[[ RECORDS SHOWN open ]]

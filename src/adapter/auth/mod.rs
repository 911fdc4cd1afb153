//! Authentication Adapters
//!
//! 外部API認証

pub mod google_auth;
//! # Photo Source Repository Trait
//!
//! アップロード対象写真の発見とマッピング読み込みを抽象化

use anyhow::Result;
use async_trait::async_trait;
use std::collections::HashMap;
use std::path::{Path, PathBuf};

/// 写真ソースリポジトリ
///
/// ローカルファイルシステム上の写真の発見を担当するリポジトリ
#[async_trait]
pub trait PhotoSourceRepository: Send + Sync {
    /// ディレクトリ直下の画像ファイル（jpg/jpeg/png）を発見する
    ///
    /// # Returns
    ///
    /// ファイル名順にソートされたパスのリスト
    async fn discover_photos(&self, dir: &Path) -> Result<Vec<PathBuf>>;

    /// ファイル名 → plantId のマッピングファイル（JSON）を読み込む
    async fn load_mapping(&self, path: &Path) -> Result<HashMap<String, String>>;
}
//! Google Sheets Adapter

pub mod client;
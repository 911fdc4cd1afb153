//! # Use Cases
//!
//! アプリケーションのビジネスフロー（ユースケース）
//!
//! ## ユースケース
//!
//! - **UploadPhotosUseCase**: 写真のアップロード
//! - **CatalogSchemasUseCase**: テーブル構造のカタログ化
//! - **GenerateInsertsUseCase**: INSERTスクリプト生成
//! - **ExploreSheetUseCase**: シート構造の調査

pub mod catalog_schemas;
pub mod explore_sheet;
pub mod generate_inserts;
pub mod upload_photos;
//! # Driver Layer (Presentation)
//!
//! CLIやその他の外部インターフェースを提供
//!
//! ## 特徴
//!
//! - Use Caseを呼び出してビジネスフローを起動
//! - 依存性注入（DI）を行い、全てを組み立てる
//! - ユーザーとのインターフェース
//!
//! ## 構成要素
//!
//! - **cli**: CLI引数のパース
//! - **workflow**: ワークフロー全体のオーケストレーション

pub mod cli;
pub mod workflow;

pub use cli::Args;
pub use workflow::AutomationWorkflow;
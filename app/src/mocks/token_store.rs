//! Mock token store for testing.

#![allow(clippy::unwrap_used)] // Mock internals lock an in-process mutex

use crate::providers::{TokenPair, TokenStore, TokenStoreError};
use std::sync::{Arc, Mutex};

/// Mock token store.
///
/// Keeps the pair in memory behind a mutex so tests can assert on it.
#[derive(Debug, Clone, Default)]
pub struct MockTokenStore {
    tokens: Arc<Mutex<Option<TokenPair>>>,
}

impl MockTokenStore {
    /// Create an empty token store.
    #[must_use]
    pub fn new() -> Self {
        Self::default()
    }

    /// Create a store pre-seeded with a token pair.
    #[must_use]
    pub fn with_tokens(tokens: TokenPair) -> Self {
        Self {
            tokens: Arc::new(Mutex::new(Some(tokens))),
        }
    }

    /// The currently stored pair (for assertions).
    #[must_use]
    pub fn current(&self) -> Option<TokenPair> {
        self.tokens.lock().unwrap().clone()
    }
}

impl TokenStore for MockTokenStore {
    async fn access_token(&self) -> Result<Option<String>, TokenStoreError> {
        Ok(self
            .tokens
            .lock()
            .unwrap()
            .as_ref()
            .map(|pair| pair.access_token.clone()))
    }

    async fn refresh_token(&self) -> Result<Option<String>, TokenStoreError> {
        Ok(self
            .tokens
            .lock()
            .unwrap()
            .as_ref()
            .map(|pair| pair.refresh_token.clone()))
    }

    async fn set_tokens(&self, tokens: &TokenPair) -> Result<(), TokenStoreError> {
        *self.tokens.lock().unwrap() = Some(tokens.clone());
        Ok(())
    }

    async fn clear(&self) -> Result<(), TokenStoreError> {
        *self.tokens.lock().unwrap() = None;
        Ok(())
    }
}

#[cfg(test)]
mod tests {
    use super::*;

    #[tokio::test]
    async fn tokens_are_written_and_cleared_together() {
        let store = MockTokenStore::new();
        assert_eq!(store.access_token().await.unwrap(), None);

        let pair = TokenPair {
            access_token: "access-1".to_string(),
            refresh_token: "refresh-1".to_string(),
        };
        store.set_tokens(&pair).await.unwrap();
        assert_eq!(
            store.access_token().await.unwrap(),
            Some("access-1".to_string())
        );
        assert_eq!(
            store.refresh_token().await.unwrap(),
            Some("refresh-1".to_string())
        );

        store.clear().await.unwrap();
        assert_eq!(store.access_token().await.unwrap(), None);
        assert_eq!(store.refresh_token().await.unwrap(), None);
    }
}
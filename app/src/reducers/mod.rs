//! Application reducers.
//!
//! This module contains pure reducer functions for the application.
//!
//! Reducers are pure functions: `(State, Action, Environment) → (State, Effects)`.

pub mod catalog;
pub mod checkout;
pub mod constructor;
pub mod feed;
pub mod session;

use crate::actions::AppAction;
use crate::environment::AppEnvironment;
use crate::providers::{BurgerApi, TokenStore};
use crate::state::AppState;
use stellar_burgers_core::{SmallVec, effect::Effect, reducer::Reducer};

// Re-export
pub use catalog::CatalogReducer;
pub use checkout::CheckoutReducer;
pub use constructor::ConstructorReducer;
pub use feed::FeedReducer;
pub use session::SessionReducer;

/// Unified application reducer.
///
/// Combines the catalog, constructor, checkout, session, and feed slices
/// into a single reducer. Routes actions to the appropriate sub-reducer
/// based on action type.
#[derive(Debug, Clone)]
pub struct AppReducer<A, T>
where
    A: BurgerApi + Clone + 'static,
    T: TokenStore + Clone + 'static,
{
    catalog: CatalogReducer<A, T>,
    constructor: ConstructorReducer<A, T>,
    checkout: CheckoutReducer<A, T>,
    session: SessionReducer<A, T>,
    feed: FeedReducer<A, T>,
}

impl<A, T> AppReducer<A, T>
where
    A: BurgerApi + Clone + 'static,
    T: TokenStore + Clone + 'static,
{
    /// Create a new unified application reducer.
    #[must_use]
    pub const fn new() -> Self {
        Self {
            catalog: CatalogReducer::new(),
            constructor: ConstructorReducer::new(),
            checkout: CheckoutReducer::new(),
            session: SessionReducer::new(),
            feed: FeedReducer::new(),
        }
    }
}

impl<A, T> Default for AppReducer<A, T>
where
    A: BurgerApi + Clone + 'static,
    T: TokenStore + Clone + 'static,
{
    fn default() -> Self {
        Self::new()
    }
}

impl<A, T> Reducer for AppReducer<A, T>
where
    A: BurgerApi + Clone + 'static,
    T: TokenStore + Clone + 'static,
{
    type State = AppState;
    type Action = AppAction;
    type Environment = AppEnvironment<A, T>;

    fn reduce(
        &self,
        state: &mut Self::State,
        action: Self::Action,
        env: &Self::Environment,
    ) -> SmallVec<[Effect<Self::Action>; 4]> {
        // Route to appropriate sub-reducer based on action type
        match action {
            // Catalog actions
            AppAction::FetchIngredients
            | AppAction::IngredientsLoaded { .. }
            | AppAction::IngredientsFailed { .. } => self.catalog.reduce(state, action, env),

            // Constructor actions
            AppAction::AddIngredient(_)
            | AppAction::RemoveIngredient(_)
            | AppAction::MoveItem { .. }
            | AppAction::ClearConstructor => self.constructor.reduce(state, action, env),

            // Checkout and order submission actions
            AppAction::OpenCheckout
            | AppAction::SetDelivery(_)
            | AppAction::SetContacts(_)
            | AppAction::NextStep
            | AppAction::PrevStep
            | AppAction::SubmitOrder { .. }
            | AppAction::OrderAccepted { .. }
            | AppAction::OrderFailed { .. }
            | AppAction::ClearOrderDetails => self.checkout.reduce(state, action, env),

            // Session actions
            AppAction::CheckAuth
            | AppAction::AuthChecked { .. }
            | AppAction::Login { .. }
            | AppAction::LoginSucceeded { .. }
            | AppAction::LoginFailed { .. }
            | AppAction::Register { .. }
            | AppAction::RegisterSucceeded { .. }
            | AppAction::RegisterFailed { .. }
            | AppAction::Logout
            | AppAction::LogoutCompleted
            | AppAction::UpdateUser(_)
            | AppAction::UserUpdated { .. }
            | AppAction::UserUpdateFailed { .. }
            | AppAction::ForgotPassword { .. }
            | AppAction::ResetPassword { .. }
            | AppAction::PasswordResetSucceeded
            | AppAction::PasswordResetFailed { .. } => self.session.reduce(state, action, env),

            // Feed and order history actions
            AppAction::FetchFeed
            | AppAction::FeedLoaded { .. }
            | AppAction::FeedFailed { .. }
            | AppAction::FetchProfileOrders
            | AppAction::ProfileOrdersLoaded { .. }
            | AppAction::ProfileOrdersFailed { .. }
            | AppAction::FetchOrderByNumber { .. }
            | AppAction::OrderByNumberLoaded { .. }
            | AppAction::OrderByNumberFailed { .. } => self.feed.reduce(state, action, env),
        }
    }
}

[[ RECORDS SHOWN closed ]]

THE PROBLEM
Please work out how many lines in the records hold the string "Create", and give only the number.

EXERCISE RESULT
3